> [WHAT THIS TASK INVOLVES]:
The entries are to be output once more, word for word.

> [INFORMATION SHOWN]:
——
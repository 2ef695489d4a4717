/*
 * Copyright 2025 Security Union LLC
 *
 * Licensed under either of
 *
 * * Apache License, Version 2.0
 *   (http://www.apache.org/licenses/LICENSE-2.0)
 * * MIT license
 *   (http://opensource.org/licenses/MIT)
 *
 * at your option.
 */

//! Error types for the catalog API client.

use agency_types::ResourceRequest;
use thiserror::Error;

/// Fallback shown when the backend gives no usable message.
pub const GENERIC_ERROR_MESSAGE: &str = "Something went wrong";

/// Errors returned by [`CatalogApiClient`](crate::CatalogApiClient) and
/// [`FormSubmissionClient`](crate::forms::FormSubmissionClient) methods.
#[derive(Debug, Error)]
pub enum ApiError {
    /// A 2xx response whose envelope reported `success: false`.
    #[error("Request rejected: {}", .message.as_deref().unwrap_or("no message"))]
    Rejected { message: Option<String> },

    /// A non-2xx response. `message` is the envelope message when the body
    /// could be parsed.
    #[error("Server error ({status}): {}", .message.as_deref().unwrap_or("no message"))]
    ServerError { status: u16, message: Option<String> },

    /// The body was not the expected JSON envelope.
    #[error("Malformed response: {0}")]
    Malformed(#[from] serde_json::Error),

    /// A single-item request succeeded but carried no item.
    #[error("Response carried no data")]
    EmptyPayload,

    /// A network or transport error.
    #[error("Network error: {0}")]
    Network(#[from] reqwest::Error),

    /// A configuration error (e.g. missing forms endpoint).
    #[error("Configuration error: {0}")]
    Config(String),
}

impl ApiError {
    /// Message reported by the server, if any.
    pub fn server_message(&self) -> Option<&str> {
        match self {
            ApiError::Rejected { message } | ApiError::ServerError { message, .. } => {
                message.as_deref()
            }
            _ => None,
        }
    }

    /// Text to render in place of the view that issued `request`.
    ///
    /// The server's message wins when present. Otherwise the fallback depends
    /// on where the request failed.
    pub fn user_message(&self, request: &ResourceRequest) -> String {
        if let Some(message) = self.server_message() {
            return message.to_string();
        }
        match self {
            ApiError::Rejected { .. } | ApiError::EmptyPayload => {
                format!("Failed to fetch {}", request.label())
            }
            ApiError::ServerError { .. } | ApiError::Config(_) => {
                GENERIC_ERROR_MESSAGE.to_string()
            }
            ApiError::Malformed(_) | ApiError::Network(_) => {
                format!("An error occurred while fetching {}", request.label())
            }
        }
    }
}
/*
 * Copyright 2025 Security Union LLC
 *
 * Licensed under either of
 *
 * * Apache License, Version 2.0
 *   (http://www.apache.org/licenses/LICENSE-2.0)
 * * MIT license
 *   (http://opensource.org/licenses/MIT)
 *
 * at your option.
 */

//! Plain-text rendering of catalog items.

use std::fmt::Write;

use agency_types::CatalogItem;

fn labels<T: CatalogItem>(item: &T) -> String {
    item.categories()
        .iter()
        .filter(|c| !c.is_empty())
        .map(String::as_str)
        .collect::<Vec<_>>()
        .join(", ")
}

/// One line per item: id, title and category labels.
pub fn item_line<T: CatalogItem>(item: &T) -> String {
    let categories = labels(item);
    if categories.is_empty() {
        format!("{:<26} {}", item.id(), item.title())
    } else {
        format!("{:<26} {} [{}]", item.id(), item.title(), categories)
    }
}

/// Multi-line detail block for a single item.
pub fn item_detail<T: CatalogItem>(item: &T) -> String {
    let mut out = String::new();
    let _ = writeln!(out, "{}", item.title());
    let _ = writeln!(out, "id:         {}", item.id());
    let categories = labels(item);
    if !categories.is_empty() {
        let _ = writeln!(out, "categories: {categories}");
    }
    if let Some(image) = item.image() {
        let _ = writeln!(out, "image:      {image}");
    }
    if !item.created_at().is_empty() {
        let _ = writeln!(out, "created:    {}", item.created_at());
    }
    if !item.body().is_empty() {
        let _ = writeln!(out, "\n{}", item.body());
    }
    out
}

#[cfg(test)]
mod tests {
    use super::*;
    use agency_types::Portfolio;

    fn portfolio(category: &str) -> Portfolio {
        Portfolio {
            id: "p1".to_string(),
            title: "Bank app".to_string(),
            client: "Acme".to_string(),
            category: category.to_string(),
            technology: vec![],
            active_users: "10k".to_string(),
            image: String::new(),
            live_link: String::new(),
            created_at: String::new(),
            description: Some("Mobile banking".to_string()),
        }
    }

    #[test]
    fn test_item_line() {
        assert!(item_line(&portfolio("Fintech")).ends_with("Bank app [Fintech]"));
        assert!(item_line(&portfolio("")).ends_with("Bank app"));
    }

    #[test]
    fn test_item_detail_skips_empty_fields() {
        let detail = item_detail(&portfolio("Fintech"));
        assert!(detail.starts_with("Bank app\n"));
        assert!(detail.contains("categories: Fintech"));
        assert!(!detail.contains("image:"));
        assert!(detail.ends_with("Mobile banking\n"));
    }
}
/*
 * Copyright 2025 Security Union LLC
 *
 * Licensed under either of
 *
 * * Apache License, Version 2.0
 *   (http://www.apache.org/licenses/LICENSE-2.0)
 * * MIT license
 *   (http://opensource.org/licenses/MIT)
 *
 * at your option.
 */

//! Per-view fetch state.

/// Coarse phase of a [`FetchState`], handy for rendering decisions.
#[derive(Debug, Clone, Copy, PartialEq, Eq)]
pub enum Phase {
    Idle,
    Loading,
    Success,
    Error,
}

/// State of one view's fetch.
///
/// Only `Success` carries a payload and only `Error` carries a message, so a
/// view can never show stale data next to an error.
#[derive(Debug, Clone, PartialEq, Default)]
pub enum FetchState<T> {
    #[default]
    Idle,
    Loading,
    Success(Vec<T>),
    Error(String),
}

impl<T> FetchState<T> {
    pub fn phase(&self) -> Phase {
        match self {
            FetchState::Idle => Phase::Idle,
            FetchState::Loading => Phase::Loading,
            FetchState::Success(_) => Phase::Success,
            FetchState::Error(_) => Phase::Error,
        }
    }

    /// The loaded items, or an empty slice in every other phase.
    pub fn payload(&self) -> &[T] {
        match self {
            FetchState::Success(items) => items,
            _ => &[],
        }
    }

    pub fn error(&self) -> Option<&str> {
        match self {
            FetchState::Error(message) => Some(message),
            _ => None,
        }
    }

    pub fn is_loading(&self) -> bool {
        matches!(self, FetchState::Loading)
    }
}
——
> [WRITTEN SOLUTION]:
repository 2ef695489d4a4717
/*
 * Copyright 2025 Security Union LLC
 *
 * Licensed under either of
 *
 * * Apache License, Version 2.0
 *   (http://www.apache.org/licenses/LICENSE-2.0)
 * * MIT license
 *   (http://opensource.org/licenses/MIT)
 *
 * at your option.
 */

//! Error types for the catalog API client.

use agency_types::ResourceRequest;
use thiserror::Error;

/// Fallback shown when the backend gives no usable message.
pub const GENERIC_ERROR_MESSAGE: &str = "Something went wrong";

/// Errors returned by [`CatalogApiClient`](crate::CatalogApiClient) and
/// [`FormSubmissionClient`](crate::forms::FormSubmissionClient) methods.
#[derive(Debug, Error)]
pub enum ApiError {
    /// A 2xx response whose envelope reported `success: false`.
    #[error("Request rejected: {}", .message.as_deref().unwrap_or("no message"))]
    Rejected { message: Option<String> },

    /// A non-2xx response. `message` is the envelope message when the body
    /// could be parsed.
    #[error("Server error ({status}): {}", .message.as_deref().unwrap_or("no message"))]
    ServerError { status: u16, message: Option<String> },

    /// The body was not the expected JSON envelope.
    #[error("Malformed response: {0}")]
    Malformed(#[from] serde_json::Error),

    /// A single-item request succeeded but carried no item.
    #[error("Response carried no data")]
    EmptyPayload,

    /// A network or transport error.
    #[error("Network error: {0}")]
    Network(#[from] reqwest::Error),

    /// A configuration error (e.g. missing forms endpoint).
    #[error("Configuration error: {0}")]
    Config(String),
}

impl ApiError {
    /// Message reported by the server, if any.
    pub fn server_message(&self) -> Option<&str> {
        match self {
            ApiError::Rejected { message } | ApiError::ServerError { message, .. } => {
                message.as_deref()
            }
            _ => None,
        }
    }

    /// Text to render in place of the view that issued `request`.
    ///
    /// The server's message wins when present. Otherwise the fallback depends
    /// on where the request failed.
    pub fn user_message(&self, request: &ResourceRequest) -> String {
        if let Some(message) = self.server_message() {
            return message.to_string();
        }
        match self {
            ApiError::Rejected { .. } | ApiError::EmptyPayload => {
                format!("Failed to fetch {}", request.label())
            }
            ApiError::ServerError { .. } | ApiError::Config(_) => {
                GENERIC_ERROR_MESSAGE.to_string()
            }
            ApiError::Malformed(_) | ApiError::Network(_) => {
                format!("An error occurred while fetching {}", request.label())
            }
        }
    }
}
/*
 * Copyright 2025 Security Union LLC
 *
 * Licensed under either of
 *
 * * Apache License, Version 2.0
 *   (http://www.apache.org/licenses/LICENSE-2.0)
 * * MIT license
 *   (http://opensource.org/licenses/MIT)
 *
 * at your option.
 */

//! Plain-text rendering of catalog items.

use std::fmt::Write;

use agency_types::CatalogItem;

fn labels<T: CatalogItem>(item: &T) -> String {
    item.categories()
        .iter()
        .filter(|c| !c.is_empty())
        .map(String::as_str)
        .collect::<Vec<_>>()
        .join(", ")
}

/// One line per item: id, title and category labels.
pub fn item_line<T: CatalogItem>(item: &T) -> String {
    let categories = labels(item);
    if categories.is_empty() {
        format!("{:<26} {}", item.id(), item.title())
    } else {
        format!("{:<26} {} [{}]", item.id(), item.title(), categories)
    }
}

/// Multi-line detail block for a single item.
pub fn item_detail<T: CatalogItem>(item: &T) -> String {
    let mut out = String::new();
    let _ = writeln!(out, "{}", item.title());
    let _ = writeln!(out, "id:         {}", item.id());
    let categories = labels(item);
    if !categories.is_empty() {
        let _ = writeln!(out, "categories: {categories}");
    }
    if let Some(image) = item.image() {
        let _ = writeln!(out, "image:      {image}");
    }
    if !item.created_at().is_empty() {
        let _ = writeln!(out, "created:    {}", item.created_at());
    }
    if !item.body().is_empty() {
        let _ = writeln!(out, "\n{}", item.body());
    }
    out
}

#[cfg(test)]
mod tests {
    use super::*;
    use agency_types::Portfolio;

    fn portfolio(category: &str) -> Portfolio {
        Portfolio {
            id: "p1".to_string(),
            title: "Bank app".to_string(),
            client: "Acme".to_string(),
            category: category.to_string(),
            technology: vec![],
            active_users: "10k".to_string(),
            image: String::new(),
            live_link: String::new(),
            created_at: String::new(),
            description: Some("Mobile banking".to_string()),
        }
    }

    #[test]
    fn test_item_line() {
        assert!(item_line(&portfolio("Fintech")).ends_with("Bank app [Fintech]"));
        assert!(item_line(&portfolio("")).ends_with("Bank app"));
    }

    #[test]
    fn test_item_detail_skips_empty_fields() {
        let detail = item_detail(&portfolio("Fintech"));
        assert!(detail.starts_with("Bank app\n"));
        assert!(detail.contains("categories: Fintech"));
        assert!(!detail.contains("image:"));
        assert!(detail.ends_with("Mobile banking\n"));
    }
}
/*
 * Copyright 2025 Security Union LLC
 *
 * Licensed under either of
 *
 * * Apache License, Version 2.0
 *   (http://www.apache.org/licenses/LICENSE-2.0)
 * * MIT license
 *   (http://opensource.org/licenses/MIT)
 *
 * at your option.
 */

//! Per-view fetch state.

/// Coarse phase of a [`FetchState`], handy for rendering decisions.
#[derive(Debug, Clone, Copy, PartialEq, Eq)]
pub enum Phase {
    Idle,
    Loading,
    Success,
    Error,
}

/// State of one view's fetch.
///
/// Only `Success` carries a payload and only `Error` carries a message, so a
/// view can never show stale data next to an error.
#[derive(Debug, Clone, PartialEq, Default)]
pub enum FetchState<T> {
    #[default]
    Idle,
    Loading,
    Success(Vec<T>),
    Error(String),
}

impl<T> FetchState<T> {
    pub fn phase(&self) -> Phase {
        match self {
            FetchState::Idle => Phase::Idle,
            FetchState::Loading => Phase::Loading,
            FetchState::Success(_) => Phase::Success,
            FetchState::Error(_) => Phase::Error,
        }
    }

    /// The loaded items, or an empty slice in every other phase.
    pub fn payload(&self) -> &[T] {
        match self {
            FetchState::Success(items) => items,
            _ => &[],
        }
    }

    pub fn error(&self) -> Option<&str> {
        match self {
            FetchState::Error(message) => Some(message),
            _ => None,
        }
    }

    pub fn is_loading(&self) -> bool {
        matches!(self, FetchState::Loading)
    }
}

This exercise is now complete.